Exact reproduction required: the lines below from the line with "use anyhow::Result;" to the line with "use std::sync::Arc;", both ends included, and no others.

The records below:

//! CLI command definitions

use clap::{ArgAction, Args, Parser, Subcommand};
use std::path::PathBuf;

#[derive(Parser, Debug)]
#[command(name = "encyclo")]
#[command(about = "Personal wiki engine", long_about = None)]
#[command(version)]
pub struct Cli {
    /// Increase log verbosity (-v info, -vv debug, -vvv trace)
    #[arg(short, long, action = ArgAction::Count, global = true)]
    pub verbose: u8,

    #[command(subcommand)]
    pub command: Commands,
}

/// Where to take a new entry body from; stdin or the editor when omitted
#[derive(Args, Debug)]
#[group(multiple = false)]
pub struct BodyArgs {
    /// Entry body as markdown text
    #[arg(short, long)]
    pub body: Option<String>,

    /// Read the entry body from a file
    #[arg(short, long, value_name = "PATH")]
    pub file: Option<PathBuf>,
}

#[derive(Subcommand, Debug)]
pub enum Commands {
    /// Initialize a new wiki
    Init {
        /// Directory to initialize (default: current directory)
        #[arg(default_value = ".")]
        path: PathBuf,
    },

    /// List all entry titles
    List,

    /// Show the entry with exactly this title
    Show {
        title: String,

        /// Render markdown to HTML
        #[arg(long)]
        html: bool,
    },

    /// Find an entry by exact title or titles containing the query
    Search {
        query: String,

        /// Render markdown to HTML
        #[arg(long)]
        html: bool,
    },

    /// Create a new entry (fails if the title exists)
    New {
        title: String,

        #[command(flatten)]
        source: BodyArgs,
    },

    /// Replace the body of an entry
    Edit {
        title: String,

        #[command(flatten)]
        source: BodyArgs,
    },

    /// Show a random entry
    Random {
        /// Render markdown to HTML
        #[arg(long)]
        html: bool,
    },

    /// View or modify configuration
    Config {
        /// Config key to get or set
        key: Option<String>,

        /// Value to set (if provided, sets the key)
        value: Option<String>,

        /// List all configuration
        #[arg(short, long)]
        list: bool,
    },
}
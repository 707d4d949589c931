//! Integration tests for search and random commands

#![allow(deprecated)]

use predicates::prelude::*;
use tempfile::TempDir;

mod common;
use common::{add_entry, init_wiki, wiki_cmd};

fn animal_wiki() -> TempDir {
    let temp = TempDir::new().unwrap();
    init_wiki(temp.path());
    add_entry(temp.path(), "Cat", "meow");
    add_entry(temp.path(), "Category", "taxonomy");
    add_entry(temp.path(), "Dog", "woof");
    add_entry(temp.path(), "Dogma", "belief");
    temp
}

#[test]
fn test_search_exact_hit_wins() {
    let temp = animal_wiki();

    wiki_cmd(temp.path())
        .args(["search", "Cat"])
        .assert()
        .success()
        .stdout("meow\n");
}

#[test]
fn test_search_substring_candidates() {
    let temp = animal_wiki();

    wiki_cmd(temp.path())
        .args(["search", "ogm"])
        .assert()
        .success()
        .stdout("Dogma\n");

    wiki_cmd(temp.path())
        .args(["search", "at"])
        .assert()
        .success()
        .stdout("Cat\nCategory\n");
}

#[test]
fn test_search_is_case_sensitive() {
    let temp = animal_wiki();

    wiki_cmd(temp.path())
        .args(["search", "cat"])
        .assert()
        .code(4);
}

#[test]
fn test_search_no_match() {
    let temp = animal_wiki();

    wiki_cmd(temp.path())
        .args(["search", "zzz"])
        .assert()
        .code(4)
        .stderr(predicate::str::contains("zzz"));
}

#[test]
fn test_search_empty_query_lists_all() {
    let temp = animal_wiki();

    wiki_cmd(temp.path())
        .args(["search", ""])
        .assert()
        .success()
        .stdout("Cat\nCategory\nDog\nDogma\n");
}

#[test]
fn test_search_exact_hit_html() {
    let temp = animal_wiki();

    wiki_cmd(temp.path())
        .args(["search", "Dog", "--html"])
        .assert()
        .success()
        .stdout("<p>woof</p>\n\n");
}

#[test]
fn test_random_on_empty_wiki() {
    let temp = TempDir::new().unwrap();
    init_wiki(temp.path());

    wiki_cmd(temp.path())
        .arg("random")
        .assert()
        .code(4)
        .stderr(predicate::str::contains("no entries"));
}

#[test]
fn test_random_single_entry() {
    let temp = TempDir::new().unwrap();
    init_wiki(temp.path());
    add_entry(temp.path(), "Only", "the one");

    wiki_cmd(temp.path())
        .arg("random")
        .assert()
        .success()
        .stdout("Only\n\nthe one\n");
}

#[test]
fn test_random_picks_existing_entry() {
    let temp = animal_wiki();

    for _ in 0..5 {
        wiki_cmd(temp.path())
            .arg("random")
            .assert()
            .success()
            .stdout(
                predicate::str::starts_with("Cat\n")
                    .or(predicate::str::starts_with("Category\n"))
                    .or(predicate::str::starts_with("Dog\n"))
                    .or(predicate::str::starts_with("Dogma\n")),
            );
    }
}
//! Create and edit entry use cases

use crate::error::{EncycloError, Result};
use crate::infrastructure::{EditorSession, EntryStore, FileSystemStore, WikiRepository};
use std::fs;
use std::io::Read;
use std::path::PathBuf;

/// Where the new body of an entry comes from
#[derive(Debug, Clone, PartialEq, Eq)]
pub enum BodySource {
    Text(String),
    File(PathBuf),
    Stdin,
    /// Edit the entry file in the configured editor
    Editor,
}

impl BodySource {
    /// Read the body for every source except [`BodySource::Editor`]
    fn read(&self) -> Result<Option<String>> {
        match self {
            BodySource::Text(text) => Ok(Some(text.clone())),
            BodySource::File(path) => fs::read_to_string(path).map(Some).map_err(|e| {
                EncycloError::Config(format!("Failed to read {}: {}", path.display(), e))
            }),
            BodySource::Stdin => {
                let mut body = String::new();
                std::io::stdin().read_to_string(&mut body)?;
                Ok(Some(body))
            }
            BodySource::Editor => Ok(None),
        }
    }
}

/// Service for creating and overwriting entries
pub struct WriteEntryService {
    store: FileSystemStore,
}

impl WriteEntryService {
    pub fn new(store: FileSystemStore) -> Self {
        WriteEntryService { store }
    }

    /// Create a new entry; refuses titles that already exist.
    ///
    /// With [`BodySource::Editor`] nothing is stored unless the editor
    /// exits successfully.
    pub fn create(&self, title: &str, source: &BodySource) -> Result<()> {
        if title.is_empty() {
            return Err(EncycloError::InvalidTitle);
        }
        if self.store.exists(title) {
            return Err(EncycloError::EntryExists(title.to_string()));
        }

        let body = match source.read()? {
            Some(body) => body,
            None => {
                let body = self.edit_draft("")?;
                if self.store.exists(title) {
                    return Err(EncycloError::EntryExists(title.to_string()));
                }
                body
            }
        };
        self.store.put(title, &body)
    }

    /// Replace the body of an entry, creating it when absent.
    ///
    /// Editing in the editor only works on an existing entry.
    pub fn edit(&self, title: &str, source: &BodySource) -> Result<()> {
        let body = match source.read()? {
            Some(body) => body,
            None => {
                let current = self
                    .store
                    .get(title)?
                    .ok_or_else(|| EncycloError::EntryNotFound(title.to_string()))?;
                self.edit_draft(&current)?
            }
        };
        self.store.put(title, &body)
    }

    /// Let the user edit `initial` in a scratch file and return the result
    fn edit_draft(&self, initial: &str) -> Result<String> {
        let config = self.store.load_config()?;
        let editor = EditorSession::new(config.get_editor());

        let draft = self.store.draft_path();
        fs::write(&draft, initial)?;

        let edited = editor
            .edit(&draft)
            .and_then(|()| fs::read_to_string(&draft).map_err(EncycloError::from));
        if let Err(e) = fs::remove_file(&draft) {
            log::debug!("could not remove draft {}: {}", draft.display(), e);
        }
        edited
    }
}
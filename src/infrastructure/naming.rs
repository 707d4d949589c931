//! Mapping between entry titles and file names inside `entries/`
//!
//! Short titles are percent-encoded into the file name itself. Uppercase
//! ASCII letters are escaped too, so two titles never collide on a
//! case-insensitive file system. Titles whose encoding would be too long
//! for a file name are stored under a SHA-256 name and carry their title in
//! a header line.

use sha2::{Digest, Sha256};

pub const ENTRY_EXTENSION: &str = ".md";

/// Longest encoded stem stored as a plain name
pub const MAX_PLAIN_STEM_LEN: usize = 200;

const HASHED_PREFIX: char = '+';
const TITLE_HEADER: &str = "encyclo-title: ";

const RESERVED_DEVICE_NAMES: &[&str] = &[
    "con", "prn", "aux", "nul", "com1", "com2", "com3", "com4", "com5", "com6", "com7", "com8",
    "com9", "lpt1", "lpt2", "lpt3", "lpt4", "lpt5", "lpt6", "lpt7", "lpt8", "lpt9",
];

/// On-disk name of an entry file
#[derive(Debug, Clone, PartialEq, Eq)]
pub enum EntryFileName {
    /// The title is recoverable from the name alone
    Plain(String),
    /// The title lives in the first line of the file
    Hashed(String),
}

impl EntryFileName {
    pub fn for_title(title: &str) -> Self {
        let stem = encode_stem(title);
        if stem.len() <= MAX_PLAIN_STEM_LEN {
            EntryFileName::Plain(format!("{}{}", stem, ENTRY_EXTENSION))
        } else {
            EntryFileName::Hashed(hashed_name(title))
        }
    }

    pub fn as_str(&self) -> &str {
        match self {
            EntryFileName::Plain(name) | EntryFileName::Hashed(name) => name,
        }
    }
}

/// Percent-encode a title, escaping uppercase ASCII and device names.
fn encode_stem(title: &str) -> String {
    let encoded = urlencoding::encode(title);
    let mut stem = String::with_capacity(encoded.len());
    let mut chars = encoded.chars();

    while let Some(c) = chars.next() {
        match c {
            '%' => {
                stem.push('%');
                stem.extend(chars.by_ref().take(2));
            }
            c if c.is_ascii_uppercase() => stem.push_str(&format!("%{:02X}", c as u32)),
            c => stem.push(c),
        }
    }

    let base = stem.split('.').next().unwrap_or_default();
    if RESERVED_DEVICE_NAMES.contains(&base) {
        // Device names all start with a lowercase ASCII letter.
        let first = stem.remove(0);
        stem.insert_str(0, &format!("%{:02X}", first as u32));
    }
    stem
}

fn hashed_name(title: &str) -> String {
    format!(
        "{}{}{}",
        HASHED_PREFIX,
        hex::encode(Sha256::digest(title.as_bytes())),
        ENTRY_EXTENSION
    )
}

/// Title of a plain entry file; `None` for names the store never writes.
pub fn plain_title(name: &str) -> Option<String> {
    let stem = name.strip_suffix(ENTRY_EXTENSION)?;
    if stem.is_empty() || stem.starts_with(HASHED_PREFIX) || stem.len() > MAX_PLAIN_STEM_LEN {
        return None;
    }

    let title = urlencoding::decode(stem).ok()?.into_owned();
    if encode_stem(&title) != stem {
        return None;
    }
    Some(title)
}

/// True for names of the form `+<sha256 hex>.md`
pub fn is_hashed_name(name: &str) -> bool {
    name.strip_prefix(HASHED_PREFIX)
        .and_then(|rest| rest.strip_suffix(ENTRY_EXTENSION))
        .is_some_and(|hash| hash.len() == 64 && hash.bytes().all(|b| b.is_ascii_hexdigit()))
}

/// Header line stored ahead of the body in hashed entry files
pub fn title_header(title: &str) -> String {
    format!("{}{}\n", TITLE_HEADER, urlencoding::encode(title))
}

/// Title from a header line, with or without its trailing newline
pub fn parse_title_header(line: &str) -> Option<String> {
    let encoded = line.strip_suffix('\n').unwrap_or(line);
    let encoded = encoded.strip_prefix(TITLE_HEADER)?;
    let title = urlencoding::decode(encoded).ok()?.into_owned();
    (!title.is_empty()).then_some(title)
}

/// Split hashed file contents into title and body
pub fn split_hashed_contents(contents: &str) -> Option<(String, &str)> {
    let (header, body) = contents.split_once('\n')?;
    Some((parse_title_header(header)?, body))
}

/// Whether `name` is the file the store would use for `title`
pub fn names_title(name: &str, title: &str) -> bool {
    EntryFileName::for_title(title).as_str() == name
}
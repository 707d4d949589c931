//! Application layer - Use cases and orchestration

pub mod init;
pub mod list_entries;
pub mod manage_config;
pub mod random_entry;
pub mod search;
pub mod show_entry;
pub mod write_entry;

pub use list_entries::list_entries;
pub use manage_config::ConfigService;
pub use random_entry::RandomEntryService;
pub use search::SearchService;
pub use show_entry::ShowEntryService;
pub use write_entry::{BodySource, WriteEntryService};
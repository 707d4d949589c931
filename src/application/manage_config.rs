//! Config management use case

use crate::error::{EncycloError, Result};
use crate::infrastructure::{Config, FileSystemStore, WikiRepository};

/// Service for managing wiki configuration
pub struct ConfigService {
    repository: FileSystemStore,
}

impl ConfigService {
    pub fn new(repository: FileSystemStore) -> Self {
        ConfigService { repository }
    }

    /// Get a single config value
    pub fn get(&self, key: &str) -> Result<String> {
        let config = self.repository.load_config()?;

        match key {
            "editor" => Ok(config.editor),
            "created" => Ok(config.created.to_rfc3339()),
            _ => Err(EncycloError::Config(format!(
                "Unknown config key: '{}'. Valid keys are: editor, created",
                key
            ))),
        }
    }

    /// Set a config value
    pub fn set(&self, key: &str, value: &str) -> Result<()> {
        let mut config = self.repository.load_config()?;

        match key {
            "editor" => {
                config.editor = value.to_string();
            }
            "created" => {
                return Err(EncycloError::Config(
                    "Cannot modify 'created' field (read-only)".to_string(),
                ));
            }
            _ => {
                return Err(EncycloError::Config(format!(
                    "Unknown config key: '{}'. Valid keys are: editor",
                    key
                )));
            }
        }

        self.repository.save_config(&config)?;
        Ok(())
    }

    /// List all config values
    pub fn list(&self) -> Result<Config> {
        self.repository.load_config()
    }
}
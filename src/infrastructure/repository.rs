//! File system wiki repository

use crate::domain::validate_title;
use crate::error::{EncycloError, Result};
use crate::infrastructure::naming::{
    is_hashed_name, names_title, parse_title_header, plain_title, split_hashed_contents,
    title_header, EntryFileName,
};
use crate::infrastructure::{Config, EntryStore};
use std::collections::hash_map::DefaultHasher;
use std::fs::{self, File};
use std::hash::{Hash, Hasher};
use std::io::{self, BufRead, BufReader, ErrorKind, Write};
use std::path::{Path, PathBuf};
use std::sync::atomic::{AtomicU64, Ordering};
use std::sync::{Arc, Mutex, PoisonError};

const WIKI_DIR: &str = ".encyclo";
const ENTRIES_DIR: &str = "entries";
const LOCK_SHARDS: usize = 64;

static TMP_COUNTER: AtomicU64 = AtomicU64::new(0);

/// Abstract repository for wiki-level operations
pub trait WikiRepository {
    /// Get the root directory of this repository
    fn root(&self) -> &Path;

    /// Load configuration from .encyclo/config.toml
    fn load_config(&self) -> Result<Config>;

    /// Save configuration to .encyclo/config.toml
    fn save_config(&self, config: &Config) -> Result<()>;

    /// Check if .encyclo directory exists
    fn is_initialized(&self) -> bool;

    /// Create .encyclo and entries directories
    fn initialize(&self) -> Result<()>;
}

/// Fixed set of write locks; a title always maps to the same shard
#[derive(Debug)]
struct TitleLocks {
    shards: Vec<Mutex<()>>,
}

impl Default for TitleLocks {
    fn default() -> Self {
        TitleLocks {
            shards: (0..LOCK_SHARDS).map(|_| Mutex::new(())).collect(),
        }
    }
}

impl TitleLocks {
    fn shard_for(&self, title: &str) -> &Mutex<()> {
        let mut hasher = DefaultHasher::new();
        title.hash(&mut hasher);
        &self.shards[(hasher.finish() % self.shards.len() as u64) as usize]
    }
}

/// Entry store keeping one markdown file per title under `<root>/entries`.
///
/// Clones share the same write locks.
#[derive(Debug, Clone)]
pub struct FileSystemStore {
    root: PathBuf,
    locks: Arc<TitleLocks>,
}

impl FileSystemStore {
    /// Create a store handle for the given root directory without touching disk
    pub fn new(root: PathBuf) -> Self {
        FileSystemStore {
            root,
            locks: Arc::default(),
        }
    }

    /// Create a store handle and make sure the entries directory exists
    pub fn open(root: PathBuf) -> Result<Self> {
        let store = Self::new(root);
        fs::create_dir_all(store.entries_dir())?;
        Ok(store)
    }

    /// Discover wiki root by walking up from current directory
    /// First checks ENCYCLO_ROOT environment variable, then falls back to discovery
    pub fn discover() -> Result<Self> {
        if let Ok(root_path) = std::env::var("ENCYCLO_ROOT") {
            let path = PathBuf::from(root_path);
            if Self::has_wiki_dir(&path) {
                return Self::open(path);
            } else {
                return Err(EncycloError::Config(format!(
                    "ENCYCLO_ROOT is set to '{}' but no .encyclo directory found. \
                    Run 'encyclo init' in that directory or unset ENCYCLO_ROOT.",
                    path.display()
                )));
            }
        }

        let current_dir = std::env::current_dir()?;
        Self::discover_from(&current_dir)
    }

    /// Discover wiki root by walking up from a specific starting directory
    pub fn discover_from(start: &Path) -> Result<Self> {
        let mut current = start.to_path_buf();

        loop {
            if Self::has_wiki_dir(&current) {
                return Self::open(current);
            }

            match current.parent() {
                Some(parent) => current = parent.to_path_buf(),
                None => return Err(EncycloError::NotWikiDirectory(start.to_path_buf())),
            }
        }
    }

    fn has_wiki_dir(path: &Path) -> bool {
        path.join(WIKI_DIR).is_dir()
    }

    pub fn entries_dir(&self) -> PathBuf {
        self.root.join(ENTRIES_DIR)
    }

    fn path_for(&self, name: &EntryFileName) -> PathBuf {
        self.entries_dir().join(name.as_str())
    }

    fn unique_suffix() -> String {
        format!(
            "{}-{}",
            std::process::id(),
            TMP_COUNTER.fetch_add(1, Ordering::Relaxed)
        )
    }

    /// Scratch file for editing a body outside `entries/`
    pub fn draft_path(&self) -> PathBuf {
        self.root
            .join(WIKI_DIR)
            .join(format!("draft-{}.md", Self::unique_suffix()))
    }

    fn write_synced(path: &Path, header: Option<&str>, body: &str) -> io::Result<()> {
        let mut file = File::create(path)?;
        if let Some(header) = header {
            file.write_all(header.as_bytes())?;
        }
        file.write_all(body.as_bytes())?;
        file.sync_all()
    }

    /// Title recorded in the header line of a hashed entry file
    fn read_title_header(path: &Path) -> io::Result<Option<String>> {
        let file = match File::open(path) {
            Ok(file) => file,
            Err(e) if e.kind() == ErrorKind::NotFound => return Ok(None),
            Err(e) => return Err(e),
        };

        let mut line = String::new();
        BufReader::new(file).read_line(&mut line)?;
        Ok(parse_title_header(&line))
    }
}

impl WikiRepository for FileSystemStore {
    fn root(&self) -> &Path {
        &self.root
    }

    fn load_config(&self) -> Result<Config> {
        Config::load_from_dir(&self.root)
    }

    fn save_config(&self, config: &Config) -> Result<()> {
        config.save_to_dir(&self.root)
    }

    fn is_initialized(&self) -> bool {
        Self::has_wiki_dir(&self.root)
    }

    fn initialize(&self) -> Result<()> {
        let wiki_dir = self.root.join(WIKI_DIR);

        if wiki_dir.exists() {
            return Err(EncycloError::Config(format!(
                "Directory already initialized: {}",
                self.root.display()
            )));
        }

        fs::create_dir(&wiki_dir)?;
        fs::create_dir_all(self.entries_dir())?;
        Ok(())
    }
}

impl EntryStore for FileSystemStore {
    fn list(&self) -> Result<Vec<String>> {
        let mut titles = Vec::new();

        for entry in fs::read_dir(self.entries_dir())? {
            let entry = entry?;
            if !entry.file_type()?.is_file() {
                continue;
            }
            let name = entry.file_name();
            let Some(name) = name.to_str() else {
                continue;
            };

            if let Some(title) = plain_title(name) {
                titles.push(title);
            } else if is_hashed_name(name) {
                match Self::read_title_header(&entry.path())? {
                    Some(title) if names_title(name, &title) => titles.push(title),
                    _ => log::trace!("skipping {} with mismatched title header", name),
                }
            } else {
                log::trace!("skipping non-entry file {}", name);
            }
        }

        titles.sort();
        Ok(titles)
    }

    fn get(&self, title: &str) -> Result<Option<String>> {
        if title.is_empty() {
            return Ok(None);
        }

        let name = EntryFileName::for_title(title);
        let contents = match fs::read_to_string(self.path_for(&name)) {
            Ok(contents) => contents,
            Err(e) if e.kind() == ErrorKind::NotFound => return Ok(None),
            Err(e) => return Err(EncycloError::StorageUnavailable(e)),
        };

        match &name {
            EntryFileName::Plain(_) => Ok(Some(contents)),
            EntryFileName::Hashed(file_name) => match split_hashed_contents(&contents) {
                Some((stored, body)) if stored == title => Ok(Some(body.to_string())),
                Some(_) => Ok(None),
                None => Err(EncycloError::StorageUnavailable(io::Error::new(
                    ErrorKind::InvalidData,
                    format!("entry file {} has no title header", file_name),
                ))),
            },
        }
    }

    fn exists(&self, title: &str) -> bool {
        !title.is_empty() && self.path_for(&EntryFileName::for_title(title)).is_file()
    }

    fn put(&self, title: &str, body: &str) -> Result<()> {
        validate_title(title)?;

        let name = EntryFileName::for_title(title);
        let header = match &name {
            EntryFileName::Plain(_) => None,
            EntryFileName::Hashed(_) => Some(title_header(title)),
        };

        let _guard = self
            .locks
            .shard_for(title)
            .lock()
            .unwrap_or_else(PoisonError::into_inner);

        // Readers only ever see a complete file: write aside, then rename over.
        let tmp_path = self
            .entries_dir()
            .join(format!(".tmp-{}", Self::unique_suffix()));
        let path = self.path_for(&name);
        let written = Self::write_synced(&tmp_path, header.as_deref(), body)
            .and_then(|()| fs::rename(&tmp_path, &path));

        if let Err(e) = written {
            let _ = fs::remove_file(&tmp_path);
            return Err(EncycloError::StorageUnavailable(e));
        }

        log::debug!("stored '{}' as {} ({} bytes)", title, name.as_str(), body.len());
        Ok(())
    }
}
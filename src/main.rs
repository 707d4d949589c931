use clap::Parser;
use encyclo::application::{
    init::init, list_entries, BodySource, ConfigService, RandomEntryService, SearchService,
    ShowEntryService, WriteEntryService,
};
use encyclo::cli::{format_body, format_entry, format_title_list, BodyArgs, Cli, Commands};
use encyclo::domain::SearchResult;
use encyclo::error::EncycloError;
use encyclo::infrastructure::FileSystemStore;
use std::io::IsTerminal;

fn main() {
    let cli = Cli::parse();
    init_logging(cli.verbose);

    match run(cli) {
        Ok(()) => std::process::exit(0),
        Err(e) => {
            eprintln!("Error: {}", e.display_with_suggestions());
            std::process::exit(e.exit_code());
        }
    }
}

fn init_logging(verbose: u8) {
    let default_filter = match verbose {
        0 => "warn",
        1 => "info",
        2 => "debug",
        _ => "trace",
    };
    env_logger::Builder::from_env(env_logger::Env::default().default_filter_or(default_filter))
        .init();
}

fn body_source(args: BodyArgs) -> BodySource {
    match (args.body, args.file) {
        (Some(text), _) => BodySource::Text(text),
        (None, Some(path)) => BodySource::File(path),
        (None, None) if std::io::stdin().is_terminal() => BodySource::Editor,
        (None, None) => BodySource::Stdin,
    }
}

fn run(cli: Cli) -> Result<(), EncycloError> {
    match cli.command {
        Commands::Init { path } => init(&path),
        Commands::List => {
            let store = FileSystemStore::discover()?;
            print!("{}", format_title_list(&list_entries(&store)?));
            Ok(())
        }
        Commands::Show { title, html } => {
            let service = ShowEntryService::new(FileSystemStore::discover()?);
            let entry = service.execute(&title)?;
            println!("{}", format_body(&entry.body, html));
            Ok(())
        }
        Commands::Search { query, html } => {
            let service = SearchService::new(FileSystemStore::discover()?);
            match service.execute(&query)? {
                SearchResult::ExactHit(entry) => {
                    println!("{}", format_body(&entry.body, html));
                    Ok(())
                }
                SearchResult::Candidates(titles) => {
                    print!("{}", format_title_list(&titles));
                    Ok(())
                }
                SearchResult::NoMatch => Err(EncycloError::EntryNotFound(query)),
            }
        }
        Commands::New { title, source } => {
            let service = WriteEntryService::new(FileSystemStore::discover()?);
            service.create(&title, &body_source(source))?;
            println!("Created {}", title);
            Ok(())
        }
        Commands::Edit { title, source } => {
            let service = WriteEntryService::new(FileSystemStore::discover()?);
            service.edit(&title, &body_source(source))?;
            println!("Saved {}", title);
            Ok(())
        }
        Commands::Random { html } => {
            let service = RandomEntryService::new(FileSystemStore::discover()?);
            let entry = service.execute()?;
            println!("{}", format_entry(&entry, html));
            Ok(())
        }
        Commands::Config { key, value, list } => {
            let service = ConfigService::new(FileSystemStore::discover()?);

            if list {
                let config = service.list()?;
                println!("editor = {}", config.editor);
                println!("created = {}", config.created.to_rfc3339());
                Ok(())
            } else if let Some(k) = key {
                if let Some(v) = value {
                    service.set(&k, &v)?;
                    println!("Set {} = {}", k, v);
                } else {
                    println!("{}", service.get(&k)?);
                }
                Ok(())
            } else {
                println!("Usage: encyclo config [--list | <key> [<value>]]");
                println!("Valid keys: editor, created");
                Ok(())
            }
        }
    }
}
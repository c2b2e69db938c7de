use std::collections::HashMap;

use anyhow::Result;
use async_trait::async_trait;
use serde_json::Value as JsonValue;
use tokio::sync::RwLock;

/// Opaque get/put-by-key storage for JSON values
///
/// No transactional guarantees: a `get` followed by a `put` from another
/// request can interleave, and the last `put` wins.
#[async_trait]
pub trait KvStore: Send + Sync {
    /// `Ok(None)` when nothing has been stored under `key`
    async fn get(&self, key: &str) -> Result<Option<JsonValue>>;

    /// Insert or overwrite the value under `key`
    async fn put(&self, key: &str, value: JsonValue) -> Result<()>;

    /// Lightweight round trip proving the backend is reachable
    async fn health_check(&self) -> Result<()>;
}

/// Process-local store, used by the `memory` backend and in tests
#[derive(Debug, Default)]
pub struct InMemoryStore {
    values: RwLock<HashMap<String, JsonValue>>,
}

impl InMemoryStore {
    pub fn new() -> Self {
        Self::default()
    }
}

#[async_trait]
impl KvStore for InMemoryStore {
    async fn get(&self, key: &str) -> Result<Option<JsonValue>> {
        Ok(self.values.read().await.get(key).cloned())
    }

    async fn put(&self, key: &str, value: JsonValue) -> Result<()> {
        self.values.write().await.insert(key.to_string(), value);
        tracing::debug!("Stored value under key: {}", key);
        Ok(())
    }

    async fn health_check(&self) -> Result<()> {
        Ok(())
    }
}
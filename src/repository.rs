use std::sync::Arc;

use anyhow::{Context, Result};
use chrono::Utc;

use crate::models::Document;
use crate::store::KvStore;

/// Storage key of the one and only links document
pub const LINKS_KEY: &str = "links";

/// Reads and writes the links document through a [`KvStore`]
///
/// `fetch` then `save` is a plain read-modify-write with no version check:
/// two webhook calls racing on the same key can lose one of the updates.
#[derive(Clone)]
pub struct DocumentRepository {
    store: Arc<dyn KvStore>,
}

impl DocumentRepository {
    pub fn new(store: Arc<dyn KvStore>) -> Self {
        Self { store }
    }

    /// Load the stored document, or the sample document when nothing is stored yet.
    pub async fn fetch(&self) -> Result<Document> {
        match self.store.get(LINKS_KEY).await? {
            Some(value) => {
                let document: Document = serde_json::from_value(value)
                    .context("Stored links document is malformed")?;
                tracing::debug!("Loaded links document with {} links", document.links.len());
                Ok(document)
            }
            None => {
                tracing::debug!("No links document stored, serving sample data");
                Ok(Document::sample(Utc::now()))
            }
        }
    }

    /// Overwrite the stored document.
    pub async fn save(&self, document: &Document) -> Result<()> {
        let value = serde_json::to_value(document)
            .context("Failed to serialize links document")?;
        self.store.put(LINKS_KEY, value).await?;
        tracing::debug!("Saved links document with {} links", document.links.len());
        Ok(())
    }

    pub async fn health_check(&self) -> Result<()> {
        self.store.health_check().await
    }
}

End of The records.

▶ **Output of the task**
use anyhow::Result;
use async_trait::async_trait;
use serde_json::Value as JsonValue;
use tokio::sync::RwLock;

/// Opaque get/put-by-key storage for JSON values
///
/// No transactional guarantees: a `get` followed by a `put` from another
/// request can interleave, and the last `put` wins.
#[async_trait]
pub trait KvStore: Send + Sync {
    /// `Ok(None)` when nothing has been stored under `key`
    async fn get(&self, key: &str) -> Result<Option<JsonValue>>;

    /// Insert or overwrite the value under `key`
    async fn put(&self, key: &str, value: JsonValue) -> Result<()>;

    /// Lightweight round trip proving the backend is reachable
    async fn health_check(&self) -> Result<()>;
}

/// Process-local store, used by the `memory` backend and in tests
#[derive(Debug, Default)]
pub struct InMemoryStore {
    values: RwLock<HashMap<String, JsonValue>>,
}

impl InMemoryStore {
    pub fn new() -> Self {
        Self::default()
    }
}

#[async_trait]
impl KvStore for InMemoryStore {
    async fn get(&self, key: &str) -> Result<Option<JsonValue>> {
        Ok(self.values.read().await.get(key).cloned())
    }

    async fn put(&self, key: &str, value: JsonValue) -> Result<()> {
        self.values.write().await.insert(key.to_string(), value);
        tracing::debug!("Stored value under key: {}", key);
        Ok(())
    }

    async fn health_check(&self) -> Result<()> {
        Ok(())
    }
}
filename src/repository.rs
use std::sync::Arc;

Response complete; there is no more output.